Les procédures attendues des élèves sont expliquées et les étudiants recherchent les autres procédures possibles. Quand ils viennent en classe, ils s’asseyent à côté d’un élève qu’ils observent suivant un certain nombre de critères mis en place précédemment. L’après-midi, l’analyse réflexive ne concerne plus la préparation de l’activité (tout au plus, je leur communique les références du livre dans lequel j’ai pris la « prépa » !), mais bien les erreurs des élèves, leurs représentations, leurs motivations… bref, tout ce qui concerne l’acte d’apprendre chez l’élève et plus celui d’enseigner chez l’instituteur ou l’institutrice !
C’est lors d’une de ces analyses réflexives que je me suis rendu compte à quel point les étudiants ignoraient l’existence de facteurs socio-économiques dans la réussite ou l’échec des élèves. Quand j’avais demandé aux élèves de dessiner ce que nous avions « fait » la veille (découper des rectangles pour tenter de comparer leurs superficies), Abdessamad avait dessiné deux enfants en train de découper du papier, assis à leur place alors que les autres enfants, interprétant le mot « faire », avaient dessiné deux rectangles découpés et des flèches pour mettre en évidence les mouvements des morceaux ainsi découpés. L’étudiant qui observait Abdessamad avait rien présentant le dessin de ce dernier. Mais, quand ils ont dû faire des hypothèses sur les raisons possibles de cette « erreur », tous ont accusé les parents : ils ne s’occupent pas assez de leurs enfants, ils ne font rien avec eux, c’est aux parents de voir si les enfants n’ont pas compris… Lorsque j’ai suggéré que l’École était peut être responsable, c’est avec force que certains étudiants ont persisté à rendre les parents coupables, tous ces parents qui ne savent pas aider leurs enfants !
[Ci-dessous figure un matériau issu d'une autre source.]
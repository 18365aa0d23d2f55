use crate::resolution::key::{Resolution, ResolutionKey};
use parking_lot::RwLock;
use serde::Serialize;
use std::collections::HashMap;
use std::sync::atomic::{AtomicU64, Ordering};
use std::sync::Arc;

#[derive(Debug, Clone, Copy, Default, PartialEq, Eq, Serialize)]
pub struct CacheStats {
    pub hits: u64,
    pub misses: u64,
    pub entries: usize,
}

/// **RESOLUTION CACHE**
///
/// **PURPOSE**: One computed resolution per key, never invalidated.
/// **GUARANTEE**: Concurrent callers racing on the same missing key may both compute,
/// but only the first stored entry is ever handed out.
#[derive(Default)]
pub struct ResolutionCache {
    entries: RwLock<HashMap<ResolutionKey, Arc<Resolution>>>,
    hits: AtomicU64,
    misses: AtomicU64,
}

impl ResolutionCache {
    pub fn new() -> Self {
        Self::default()
    }

    pub fn get_or_compute<F>(&self, key: &ResolutionKey, compute: F) -> Arc<Resolution>
    where
        F: FnOnce(&ResolutionKey) -> Resolution,
    {
        if let Some(found) = self.entries.read().get(key) {
            self.hits.fetch_add(1, Ordering::Relaxed);
            log::trace!("Resolution cache hit for {}", key);
            return Arc::clone(found);
        }

        self.misses.fetch_add(1, Ordering::Relaxed);
        let computed = Arc::new(compute(key));
        let mut entries = self.entries.write();
        Arc::clone(entries.entry(key.clone()).or_insert(computed))
    }

    pub fn len(&self) -> usize {
        self.entries.read().len()
    }

    pub fn is_empty(&self) -> bool {
        self.entries.read().is_empty()
    }

    pub fn stats(&self) -> CacheStats {
        CacheStats {
            hits: self.hits.load(Ordering::Relaxed),
            misses: self.misses.load(Ordering::Relaxed),
            entries: self.len(),
        }
    }
}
ANALYSER LES DIFFICULTÉS DES ÉLÈVES

Nous étions à la fin de l’année scolaire. Les étudiants de 1e année avaient déjà suivi le cours Approche théorique et pratique de la diversité culturelle et de la dimension de genre. Cet aspect des difficultés scolaires n’y est pas abordé. En 3e année, les étudiants doivent suivre un cours Sociologie et politique de l’éducation de 30 h. Les problèmes d’inégalités sociales et scolaires y sont abordés pendant quelques heures puisque le cours traite aussi des textes légaux, de la réforme et des acteurs de l’enseignement. Il n’y a pas de séance d’AFP prévue pour que, en collaboration avec le titulaire de ce cours, je puisse travailler cette problématique sur le terrain.
La problématique des inégalités sociales et scolaires est complexe. Je ne la découvre que petit à petit, quand je tente d’articuler ce que j’ai observé sur le terrain et ce que je lis. Si ces inégalités constituent le problème majeur de l’enseignement, il est urgent de se demander comment organiser la formation initiale pour que les jeunes enseignants puissent analyser les difficultés de leurs élèves, dès le début de leur carrière. Ne faudrait-il pas aussi organiser une formation continuée, peut-être obligatoire, pour tous les enseignants confrontés à cette problématique, après qu’ils aient enseigné quelques années ?
Mercredi 13h30. Le professeur de psychopédagogie, le professeur d’histoire et moi-même menons l’analyse réflexive de l’observation de ce matin. Les étudiants tentent de retrouver le contenu d’une préparation que je pourrais leur donner. Quand je leur demande pourquoi la plupart d’entre eux sont restés assis, ils me disent qu’ils n’avaient rien à noter, que je ne donnais pas de consignes…
Pourtant, quand je passais dans les groupes pour voir ce qu’y faisaient les enfants, Abdessamad a voulu me montrer le pot en terre qu’il venait de réaliser alors que Victoria, dans le même groupe, essayait d’attirer son attention sur le fait qu’il fallait aussi trouver où placer cette période sur la ligne du temps !

notes:

[1M. Huber, Situations-problèmes pour enseigner l’espace et le temps au cycle 2, Hachette, 2007.